Vashti’s refusal to come when ordered by her wine-impaired, merry-hearted husband, to be used as just another one of the “riches” of his kingdom for public display and bragging rights, made King Ahasuerus furious. It’s interesting to read Esther 1: 12 where we are told: “Therefore was the king very wroth, and his anger burned in him.” If we take the time to go to the Hebrew translation, we’ll find that the Hebrew word, “qatsaph” is used only once in the Old Testament and it is in the book of Esther describing the king’s emotional meltdown or as the translation enlightens us – the king experienced a “crack-down, bursting out in a rage.” If this doesn’t give us an idea about the king’s reaction, I don’t know what would. Moreover, the words “his anger burned” serve to enlighten us further for they mean “to become a heat that consumes by fire and to act brutish.” I wanted to get a clearer understanding of the word “brute” and the Merriam-Webster Dictionary gave me the necessary information: “Coarse, crude, lacking reason or intelligence.”
Now if the explanation regarding King Ahasuerus’ behavior sounds familiar it should. I’ll say again, “I just love studying the Bible!” One of the many important lessons I’ve taken away from our nearly 10 years of studying through the Bible is that when God repeats Himself, allowing us to recognize divine lessons throughout history, we need to pay attention. This is exactly what we find in the very first chapter in the book of Esther. In often overlooked verses in Chapter 1, in our race to the climax of the story of an orphan who becomes queen of Medo-Persia, we too quickly leave Vashti in the dust bin of history, forgetting that in order for God to have His child Esther in a pivotal place, the queen, Vashti, could not still be wearing the royal crown. As an aside, maybe God is up to something in your own life right now. Possibly it appears to contradict everything and everyway you think God should handle things. But you knew He is leading and is up to something. And when in the future, you look back on how He has placed your footsteps along the road, you’ll marvel at the timing of His perfect plan, just like He had for Esther’s life.

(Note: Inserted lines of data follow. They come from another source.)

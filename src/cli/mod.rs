pub mod commands;
pub mod utils;

use clap::{Parser, Subcommand};

use crate::config::AppConfig;
use crate::database::Database;

#[derive(Parser)]
#[command(name = "crm")]
#[command(about = "CRM CLI - database maintenance for the CRM API")]
#[command(version)]
pub struct Cli {
    #[arg(long, global = true, help = "Output in JSON format")]
    pub json: bool,

    #[command(subcommand)]
    pub command: Commands,
}

#[derive(Subcommand)]
pub enum Commands {
    #[command(about = "Apply pending database migrations")]
    Migrate,

    #[command(about = "Create (or recreate) a login account")]
    Seed(commands::seed::SeedArgs),
}

#[derive(Debug, Clone, Copy, PartialEq, Eq)]
pub enum OutputFormat {
    Text,
    Json,
}

impl OutputFormat {
    pub fn from_cli(cli: &Cli) -> Self {
        if cli.json {
            OutputFormat::Json
        } else {
            OutputFormat::Text
        }
    }
}

pub async fn run(cli: Cli) -> anyhow::Result<()> {
    let output_format = OutputFormat::from_cli(&cli);
    let config = AppConfig::database_from_env()?;
    let db = Database::connect(&config.database).await?;

    let result = match cli.command {
        Commands::Migrate => commands::migrate::handle(&db, output_format).await,
        Commands::Seed(args) => commands::seed::handle(&db, args, output_format).await,
    };

    db.close().await;
    result
}
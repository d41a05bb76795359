// handlers/protected/assignments.rs - /api/companies/:id/people(/:personId)

use axum::{
    extract::{Path, State},
    Extension,
};

use super::parse_id;
use crate::app::AppState;
use crate::database::models::{AssignedPerson, Assignment};
use crate::middleware::{ApiResponse, ApiResult, AuthUser, ValidJson};
use crate::validation::AssignPersonRequest;

pub async fn list(
    State(state): State<AppState>,
    Extension(auth): Extension<AuthUser>,
    Path(company_id): Path<String>,
) -> ApiResult<Vec<AssignedPerson>> {
    let company_id = parse_id(&company_id, "Company")?;
    let people = state
        .relationships()
        .list_people_for_company(auth.user_id, company_id)
        .await?;
    Ok(ApiResponse::ok(people))
}

pub async fn assign(
    State(state): State<AppState>,
    Extension(auth): Extension<AuthUser>,
    Path(company_id): Path<String>,
    ValidJson(req): ValidJson<AssignPersonRequest>,
) -> ApiResult<Assignment> {
    let company_id = parse_id(&company_id, "Company")?;
    let assignment = state.relationships().assign(auth.user_id, company_id, req).await?;
    Ok(ApiResponse::created(assignment))
}

pub async fn unassign(
    State(state): State<AppState>,
    Extension(auth): Extension<AuthUser>,
    Path((company_id, person_id)): Path<(String, String)>,
) -> ApiResult<()> {
    let company_id = parse_id(&company_id, "Company")?;
    let person_id = parse_id(&person_id, "Assignment")?;
    state
        .relationships()
        .unassign(auth.user_id, company_id, person_id)
        .await?;
    Ok(ApiResponse::no_content())
}
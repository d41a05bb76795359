use uuid::Uuid;

use super::{audit, put_int, put_text};
use crate::database::models::Company;
use crate::database::{ColumnSet, Database, DatabaseError, ScopedRepository};
use crate::error::ApiError;
use crate::validation::schemas::CompanyFields;
use crate::validation::{CompanyPatch, NewCompany};

#[derive(Clone)]
pub struct CompanyService {
    db: Database,
}

impl CompanyService {
    pub fn new(db: Database) -> Self {
        Self { db }
    }

    pub async fn list(&self, owner: Uuid) -> Result<Vec<Company>, ApiError> {
        let mut conn = self.db.acquire().await?;
        Ok(ScopedRepository::<Company>::new(owner).list(&mut conn).await?)
    }

    pub async fn get(&self, owner: Uuid, id: Uuid) -> Result<Company, ApiError> {
        let mut conn = self.db.acquire().await?;
        Ok(ScopedRepository::<Company>::new(owner).find(&mut conn, id).await?)
    }

    /// Insert the company and its creation entry together.
    pub async fn create(&self, owner: Uuid, input: NewCompany) -> Result<Company, ApiError> {
        let mut columns = ColumnSet::new();
        columns.text("name", Some(input.name));
        columns.text("status", Some(input.status.unwrap_or_default().to_string()));
        company_columns(&mut columns, input.fields);

        let company = self
            .db
            .unit_of_work(move |conn| {
                Box::pin(async move {
                    let company = ScopedRepository::<Company>::new(owner)
                        .insert(conn, &columns)
                        .await?;
                    audit::append(conn, company.id, &audit::creation_description(&company.name)).await?;
                    Ok::<_, DatabaseError>(company)
                })
            })
            .await?;

        tracing::info!(company_id = %company.id, user_id = %owner, "Company created");
        Ok(company)
    }

    /// Apply a partial update. The row is locked while the previous status is
    /// compared, so the recorded transition matches what commits.
    pub async fn update(&self, owner: Uuid, id: Uuid, patch: CompanyPatch) -> Result<Company, ApiError> {
        let requested_status = patch.status;

        let mut columns = ColumnSet::new();
        if let Some(name) = patch.name {
            columns.text("name", Some(name));
        }
        if let Some(status) = patch.status {
            columns.text("status", Some(status.to_string()));
        }
        company_columns(&mut columns, patch.fields);

        let company = self
            .db
            .unit_of_work(move |conn| {
                Box::pin(async move {
                    let repo = ScopedRepository::<Company>::new(owner);
                    let current = repo.find_locked(conn, id).await?;
                    let updated = repo.update(conn, id, &columns).await?;
                    audit::record_if_changed(conn, id, current.status, requested_status).await?;
                    Ok::<_, DatabaseError>(updated)
                })
            })
            .await?;

        tracing::info!(company_id = %company.id, user_id = %owner, "Company updated");
        Ok(company)
    }

    pub async fn delete(&self, owner: Uuid, id: Uuid) -> Result<(), ApiError> {
        let mut conn = self.db.acquire().await?;
        ScopedRepository::<Company>::new(owner).delete(&mut conn, id).await?;
        tracing::info!(company_id = %id, user_id = %owner, "Company deleted");
        Ok(())
    }
}

fn company_columns(columns: &mut ColumnSet, fields: CompanyFields) {
    put_text(columns, "type", fields.company_type.map(|t| t.to_string()));
    put_text(columns, "country", fields.country);
    put_text(columns, "city", fields.city);
    put_text(columns, "email", fields.email);
    put_text(columns, "website", fields.website);
    put_text(columns, "career_website", fields.career_website);
    put_text(columns, "linkedin_url", fields.linkedin_url);
    put_text(columns, "instagram_url", fields.instagram_url);
    put_text(columns, "behance_url", fields.behance_url);
    put_text(columns, "notes", fields.notes);
    put_int(columns, "interest_level", fields.interest_level);
}
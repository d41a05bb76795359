//! Person to company assignments.

use uuid::Uuid;

use super::audit;
use crate::database::models::{AssignedPerson, Assignment, Company, Person};
use crate::database::{Database, DatabaseError, ScopedRepository};
use crate::error::ApiError;
use crate::validation::AssignPersonRequest;

const ALREADY_ASSIGNED: &str = "This person is already assigned to this company";

#[derive(Clone)]
pub struct RelationshipService {
    db: Database,
}

impl RelationshipService {
    pub fn new(db: Database) -> Self {
        Self { db }
    }

    /// Link a person to a company and record it. Both must belong to `owner`;
    /// a pair can only be linked once.
    pub async fn assign(
        &self,
        owner: Uuid,
        company_id: Uuid,
        req: AssignPersonRequest,
    ) -> Result<Assignment, ApiError> {
        let assignment = self
            .db
            .unit_of_work(move |conn| {
                Box::pin(async move {
                    let company = ScopedRepository::<Company>::new(owner).find(conn, company_id).await?;
                    let person = ScopedRepository::<Person>::new(owner).find(conn, req.person_id).await?;

                    let assignment = sqlx::query_as::<_, Assignment>(
                        r#"
                        INSERT INTO company_people (person_id, company_id, role)
                        VALUES ($1, $2, $3)
                        ON CONFLICT (person_id, company_id) DO NOTHING
                        RETURNING *
                        "#,
                    )
                    .bind(person.id)
                    .bind(company.id)
                    .bind(req.role.as_deref())
                    .fetch_optional(&mut *conn)
                    .await
                    .map_err(DatabaseError::from)?
                    .ok_or_else(|| ApiError::conflict(ALREADY_ASSIGNED))?;

                    let description =
                        audit::assignment_description(&person.name, &company.name, req.role.as_deref());
                    audit::append(conn, company.id, &description).await?;

                    Ok::<_, ApiError>(assignment)
                })
            })
            .await?;

        tracing::info!(
            company_id = %assignment.company_id,
            person_id = %assignment.person_id,
            "Person assigned"
        );
        Ok(assignment)
    }

    /// Remove a link. The deletion and its log entry commit together.
    pub async fn unassign(&self, owner: Uuid, company_id: Uuid, person_id: Uuid) -> Result<(), ApiError> {
        self.db
            .unit_of_work(move |conn| {
                Box::pin(async move {
                    let company = ScopedRepository::<Company>::new(owner).find(conn, company_id).await?;

                    let person_name = sqlx::query_scalar::<_, String>(
                        r#"
                        DELETE FROM company_people cp
                        USING people p
                        WHERE cp.company_id = $1 AND cp.person_id = $2 AND p.id = cp.person_id
                        RETURNING p.name
                        "#,
                    )
                    .bind(company.id)
                    .bind(person_id)
                    .fetch_optional(&mut *conn)
                    .await?
                    .ok_or_else(|| DatabaseError::not_found("Assignment"))?;

                    audit::append(conn, company.id, &audit::removal_description(&person_name, &company.name))
                        .await?;
                    Ok::<_, DatabaseError>(())
                })
            })
            .await?;

        tracing::info!(company_id = %company_id, person_id = %person_id, "Person unassigned");
        Ok(())
    }

    /// People assigned to one of the owner's companies, each with their role.
    pub async fn list_people_for_company(
        &self,
        owner: Uuid,
        company_id: Uuid,
    ) -> Result<Vec<AssignedPerson>, ApiError> {
        let mut conn = self.db.acquire().await?;
        let company = ScopedRepository::<Company>::new(owner)
            .find(&mut conn, company_id)
            .await?;

        let people = sqlx::query_as::<_, AssignedPerson>(
            r#"
            SELECT p.*, cp.role
            FROM people p
            JOIN company_people cp ON cp.person_id = p.id
            WHERE cp.company_id = $1 AND p.user_id = $2
            ORDER BY p.name ASC
            "#,
        )
        .bind(company.id)
        .bind(owner)
        .fetch_all(&mut *conn)
        .await
        .map_err(DatabaseError::from)?;

        Ok(people)
    }
}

And it is here where two very interesting stories in the Bible intersect and I might add that just when I thought I’d found all the information that was pertinent to the book of Esther, I found this information buried deep in a book in a series called The Old Testament Library. In his commentary on Esther, Jon D. Levenson brought out this interesting connection to his readers:
“The absence of women at Ahasuerus’ banquets enhances the perception that these were really just overdone ‘stag parties,’ with all the licentiousness and disrespect the term implies…Having shown off his wealth and his power, Ahasuerus now seeks to show off his wife, as if she is in the same category. That he seeks to do so when he is ‘merry with wine’ does not augur well (Does not serve as a good sign or prediction for him.) ‘Wine is not for kings,’ a royal mother admonishes her son in Proverbs 31: 4, and a number of Biblical narratives with close affinities bear this out…For example, ‘Nabal was in a merry mood and very drunk’ (1 Samuel 25: 36) just before his wife, Abigail, tells him of her solicitude for David.” In fact, the same Hebrew word described Nabal and the merry King Ahasuerus. Here are the exact words spoken in I Samuel 25:36: “And Abigail came to Nabal; and, behold, he held a feast in his house, like the feast of a king; and Nabal’s heart was merry within him, for he was very drunken; wherefore she (Abigail) told (Nabal) nothing less or more, until the morning light.”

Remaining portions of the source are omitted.